The statue above is "God our Father on the Rainbow" by Carl Milles, based on his 1946 design, which has an angel at the base of the structure tossing up stars for God to place in the heavens. I believe it was originally intended for the UN building in New York.

Dined at Kenneth's place. He invited some friends over so we had a lively party of 6 conversing for 5 hours under K's stewardship. Despite the excellent English skills of the 3/6 Swedes, it was sometimes amusing when an innocent slip occurred, such as "swimming with shawls [sharks]". There were frequent digressions on items of Swedish-Finnish culture such as Linnaeus, ABBA and Tove Jansson's Moomins. Apparently the Swedish press is often surprised or bemused by overseas attention for these local entities.

2007 is the 300th anniversary of Linnaeus' birth. He's the Swedish botanist who introduced the modern system of taxonomy: the division of living things into kingdoms, then classes, orders, genera, and species. The Ice Hotel had some markers to commemorate this event.

Yesterday I succumbed to nostalgic pressure, buying a set of bowls depicting characters from the Moomin books, which I first encountered some 35 years ago while living in the small seaside village of Urunga. In this evening's conversation turned on Moomins, the Hemulan and Hattifatteners (Hattifnatt in Swedish/Finnish). Kenneth produced Moomin mugs for after-dinner coffee, so there was some competition for those with favourite characters.
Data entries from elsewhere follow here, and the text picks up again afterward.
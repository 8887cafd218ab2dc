//! File processing API for grammar descriptions
//!
//! This module provides an extensible API for processing grammar files with different
//! stages (token, grammar) and formats (simple, json, report, bnf, yaml). A format
//! string names both, e.g. `grammar-report` or `token-json`.
//!
//! Every file is converted in its own [`Session`], so a batch of files never shares
//! grammar state, and a syntax error in one file does not affect the others.

use crate::ebnf::config::ConverterConfig;
use crate::ebnf::error::SyntaxError;
use crate::ebnf::grammar::{printer, Grammar};
use crate::ebnf::lexer::{tokenize, LocatedToken};
use crate::ebnf::session::Session;
use std::fmt;
use std::fs;
use std::path::{Path, PathBuf};

/// Represents the processing stage (what data to extract)
#[derive(Debug, Clone, Copy, PartialEq, Eq)]
pub enum ProcessingStage {
    Token,
    Grammar,
}

/// Represents the output format
#[derive(Debug, Clone, Copy, PartialEq, Eq)]
pub enum OutputFormat {
    Simple,
    Json,
    Yaml,
    Report,
    Bnf,
}

/// Represents a complete processing specification
#[derive(Debug, Clone, Copy, PartialEq, Eq)]
pub struct ProcessingSpec {
    pub stage: ProcessingStage,
    pub format: OutputFormat,
}

impl ProcessingSpec {
    /// Parse a format string like "grammar-report" or "token-json"
    pub fn from_string(format_str: &str) -> Result<Self, ProcessingError> {
        let Some((stage, format)) = format_str.split_once('-') else {
            return Err(ProcessingError::InvalidFormat(format_str.to_string()));
        };

        let stage = match stage {
            "token" => ProcessingStage::Token,
            "grammar" => ProcessingStage::Grammar,
            _ => return Err(ProcessingError::InvalidStage(stage.to_string())),
        };

        let format = match format {
            "simple" => OutputFormat::Simple,
            "json" => OutputFormat::Json,
            "yaml" => OutputFormat::Yaml,
            "report" => OutputFormat::Report,
            "bnf" => OutputFormat::Bnf,
            _ => return Err(ProcessingError::InvalidFormatType(format.to_string())),
        };

        // Validate stage/format compatibility
        match (stage, format) {
            (ProcessingStage::Token, OutputFormat::Simple | OutputFormat::Json) => {}
            (ProcessingStage::Token, _) => {
                return Err(ProcessingError::InvalidFormatType(format!(
                    "Format '{:?}' not supported for token stage (only 'simple' and 'json' are supported)",
                    format
                )))
            }
            (ProcessingStage::Grammar, OutputFormat::Simple) => {
                return Err(ProcessingError::InvalidFormatType(
                    "Format 'simple' only works with token stage".to_string(),
                ))
            }
            (ProcessingStage::Grammar, _) => {}
        }

        Ok(ProcessingSpec { stage, format })
    }

    /// Get all available processing specifications
    pub fn available_specs() -> Vec<ProcessingSpec> {
        vec![
            ProcessingSpec {
                stage: ProcessingStage::Grammar,
                format: OutputFormat::Report,
            },
            ProcessingSpec {
                stage: ProcessingStage::Grammar,
                format: OutputFormat::Bnf,
            },
            ProcessingSpec {
                stage: ProcessingStage::Grammar,
                format: OutputFormat::Json,
            },
            ProcessingSpec {
                stage: ProcessingStage::Grammar,
                format: OutputFormat::Yaml,
            },
            ProcessingSpec {
                stage: ProcessingStage::Token,
                format: OutputFormat::Simple,
            },
            ProcessingSpec {
                stage: ProcessingStage::Token,
                format: OutputFormat::Json,
            },
        ]
    }

    /// The format string this specification is parsed from
    pub fn name(&self) -> String {
        let stage = match self.stage {
            ProcessingStage::Token => "token",
            ProcessingStage::Grammar => "grammar",
        };
        let format = match self.format {
            OutputFormat::Simple => "simple",
            OutputFormat::Json => "json",
            OutputFormat::Yaml => "yaml",
            OutputFormat::Report => "report",
            OutputFormat::Bnf => "bnf",
        };
        format!("{}-{}", stage, format)
    }
}

/// Errors that can occur during processing
#[derive(Debug, Clone, PartialEq)]
pub enum ProcessingError {
    InvalidFormat(String),
    InvalidStage(String),
    InvalidFormatType(String),
    /// The input had a syntax error; no grammar was produced for it
    Syntax { path: String, error: SyntaxError },
    IoError(String),
    Serialization(String),
}

impl std::error::Error for ProcessingError {}

impl fmt::Display for ProcessingError {
    fn fmt(&self, f: &mut fmt::Formatter<'_>) -> fmt::Result {
        match self {
            ProcessingError::InvalidFormat(format) => write!(f, "Invalid format: {}", format),
            ProcessingError::InvalidStage(stage) => write!(f, "Invalid stage: {}", stage),
            ProcessingError::InvalidFormatType(format_type) => {
                write!(f, "Invalid format type: {}", format_type)
            }
            ProcessingError::Syntax { path, error } => write!(f, "{}: {}", path, error),
            ProcessingError::IoError(msg) => write!(f, "IO error: {}", msg),
            ProcessingError::Serialization(msg) => write!(f, "Serialization error: {}", msg),
        }
    }
}

/// Process source text according to the given specification.
///
/// `origin` names the input in error messages.
pub fn process_source(
    source: &str,
    origin: &str,
    spec: &ProcessingSpec,
    config: &ConverterConfig,
) -> Result<String, ProcessingError> {
    match spec.stage {
        ProcessingStage::Token => {
            let dump = tokenize(source);
            format_tokens(&dump.tokens, spec.format)
        }
        ProcessingStage::Grammar => {
            let mut session = Session::with_prefix(config.naming.fresh_prefix.as_str());
            let conversion = session
                .feed_lines(source.lines())
                .and_then(|()| session.finish())
                .map_err(|error| ProcessingError::Syntax {
                    path: origin.to_string(),
                    error,
                })?;

            for name in conversion.grammar.undefined_non_terminals() {
                log::warn!("{}: non-terminal {} has no rule", origin, name);
            }
            format_grammar(&conversion.grammar, spec.format)
        }
    }
}

/// Process a grammar file according to the given specification
pub fn process_file<P: AsRef<Path>>(
    file_path: P,
    spec: &ProcessingSpec,
    config: &ConverterConfig,
) -> Result<String, ProcessingError> {
    let file_path = file_path.as_ref();
    let content =
        fs::read_to_string(file_path).map_err(|e| ProcessingError::IoError(e.to_string()))?;

    log::info!(
        "CFG: processing file \"{}\" as {}",
        file_path.display(),
        spec.name()
    );
    process_source(&content, &file_path.display().to_string(), spec, config)
}

/// Where `--write` puts the result for `input`: next to it, with the extension
/// configured for the stage.
pub fn output_path(input: &Path, spec: &ProcessingSpec, config: &ConverterConfig) -> PathBuf {
    let extension = match spec.stage {
        ProcessingStage::Token => &config.tokens.extension,
        ProcessingStage::Grammar => &config.output.extension,
    };
    input.with_extension(extension)
}

/// Format a grammar according to the specified format
fn format_grammar(grammar: &Grammar, format: OutputFormat) -> Result<String, ProcessingError> {
    match format {
        OutputFormat::Report => Ok(printer::to_report_string(grammar)),
        OutputFormat::Bnf => Ok(printer::to_bnf_string(grammar)),
        OutputFormat::Json => serde_json::to_string_pretty(grammar)
            .map_err(|e| ProcessingError::Serialization(e.to_string())),
        OutputFormat::Yaml => serde_yaml::to_string(grammar)
            .map_err(|e| ProcessingError::Serialization(e.to_string())),
        OutputFormat::Simple => Err(ProcessingError::InvalidFormatType(
            "simple format only works with token stage".to_string(),
        )),
    }
}

/// Format tokens according to the specified format
fn format_tokens(tokens: &[LocatedToken], format: OutputFormat) -> Result<String, ProcessingError> {
    match format {
        OutputFormat::Simple => {
            let mut result = String::new();
            for token in tokens {
                result.push_str(&format!("{}\n", token));
            }
            Ok(result)
        }
        OutputFormat::Json => serde_json::to_string_pretty(tokens)
            .map_err(|e| ProcessingError::Serialization(e.to_string())),
        OutputFormat::Yaml | OutputFormat::Report | OutputFormat::Bnf => Err(
            ProcessingError::InvalidFormatType(format!(
                "{:?} format only works with grammar stage",
                format
            )),
        ),
    }
}

/// Get all available format strings
pub fn available_formats() -> Vec<String> {
    ProcessingSpec::available_specs()
        .iter()
        .map(ProcessingSpec::name)
        .collect()
}

#[cfg(test)]
mod tests {
    use super::*;
    use crate::ebnf::config::load_defaults;

    fn spec(name: &str) -> ProcessingSpec {
        ProcessingSpec::from_string(name).expect("valid format")
    }

    #[test]
    fn test_parse_format_strings() {
        assert_eq!(
            spec("grammar-report"),
            ProcessingSpec {
                stage: ProcessingStage::Grammar,
                format: OutputFormat::Report
            }
        );
        assert_eq!(
            spec("token-json"),
            ProcessingSpec {
                stage: ProcessingStage::Token,
                format: OutputFormat::Json
            }
        );
    }

    #[test]
    fn test_invalid_format_strings() {
        assert_eq!(
            ProcessingSpec::from_string("report"),
            Err(ProcessingError::InvalidFormat("report".to_string()))
        );
        assert_eq!(
            ProcessingSpec::from_string("ast-report"),
            Err(ProcessingError::InvalidStage("ast".to_string()))
        );
        assert_eq!(
            ProcessingSpec::from_string("grammar-xml"),
            Err(ProcessingError::InvalidFormatType("xml".to_string()))
        );
        assert!(ProcessingSpec::from_string("token-bnf").is_err());
        assert!(ProcessingSpec::from_string("grammar-simple").is_err());
    }

    #[test]
    fn test_available_formats_round_trip() {
        let formats = available_formats();
        assert_eq!(formats[0], "grammar-report");
        for format in formats {
            assert_eq!(spec(&format).name(), format);
        }
    }

    #[test]
    fn test_process_source_bnf() {
        let config = load_defaults().expect("defaults");
        let output = process_source(
            "START = A ;\nA = \"x\" + [ \"y\" ] ;",
            "inline",
            &spec("grammar-bnf"),
            &config,
        )
        .expect("to process");
        assert_eq!(
            output,
            "START = A;\nA = \"x\" + __NT1;\n__NT0 = \"y\";\n__NT1 = EPS | __NT0;\n"
        );
    }

    #[test]
    fn test_process_source_reports_syntax_errors() {
        let config = load_defaults().expect("defaults");
        let result = process_source("A = \"x\"", "bad.ebnf", &spec("grammar-report"), &config);
        assert_eq!(
            result,
            Err(ProcessingError::Syntax {
                path: "bad.ebnf".to_string(),
                error: SyntaxError::MissingTerminator { line: 1 }
            })
        );
        assert_eq!(
            result.unwrap_err().to_string(),
            "bad.ebnf: Syntax error: No semicolon at the end of rule: line 1"
        );
    }

    #[test]
    fn test_token_simple_dump() {
        let config = load_defaults().expect("defaults");
        let output = process_source("A = B ;", "inline", &spec("token-simple"), &config)
            .expect("to process");
        assert_eq!(
            output,
            "NON_TERMINAL(A) at 1:1\nEQ(=) at 1:3\nNON_TERMINAL(B) at 1:5\nEND_OF_LINE(;) at 1:7\n"
        );
    }

    #[test]
    fn test_token_dump_ignores_syntax() {
        let config = load_defaults().expect("defaults");
        let output = process_source("= = ;", "inline", &spec("token-simple"), &config)
            .expect("token stage does not parse");
        assert_eq!(output.lines().count(), 3);
    }

    #[test]
    fn test_grammar_json() {
        let config = load_defaults().expect("defaults");
        let output = process_source("A = \"x\" | EPS ;", "inline", &spec("grammar-json"), &config)
            .expect("to process");
        let value: serde_json::Value = serde_json::from_str(&output).expect("valid json");
        assert_eq!(value["symbols"], serde_json::json!(["x"]));
        assert_eq!(value["start"], serde_json::Value::Null);
        assert_eq!(
            value["rules"][0]["body"],
            serde_json::json!([[{ "Symbol": "x" }], ["Epsilon"]])
        );
    }

    #[test]
    fn test_output_path() {
        let config = load_defaults().expect("defaults");
        assert_eq!(
            output_path(Path::new("dir/expr.ebnf"), &spec("grammar-report"), &config),
            PathBuf::from("dir/expr.prsout")
        );
        assert_eq!(
            output_path(Path::new("dir/expr.ebnf"), &spec("token-json"), &config),
            PathBuf::from("dir/expr.out")
        );
    }
}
A lot of the evening's conversation turned on similarities of language: English, Swedish and the related Norwegian and Danish, as well as the dialects of Skåne, Dutch, French, German and Gaelic. Coming from a monolingual Anglophone culture, I feel like a tongue-tied barbarian in such company, despite recent attempts to boost my language quotient.

I reflected later that Australia's small corner of the English language - 20 million speakers in a global pool of say a half-billion speakers of it as a first language (and all bets are off for English as a 2nd,3rd,4th,... language) may be one reason for a cultural cringe. It's hard to stake out space in a territory so broad and vigorously competed for. In comparison, those from smaller language communities (Scandinavian and Dutch languages being a case in point) have a manageable horizon for their first tongue, which I think gives confidence: ideas get a new sheen in a different language.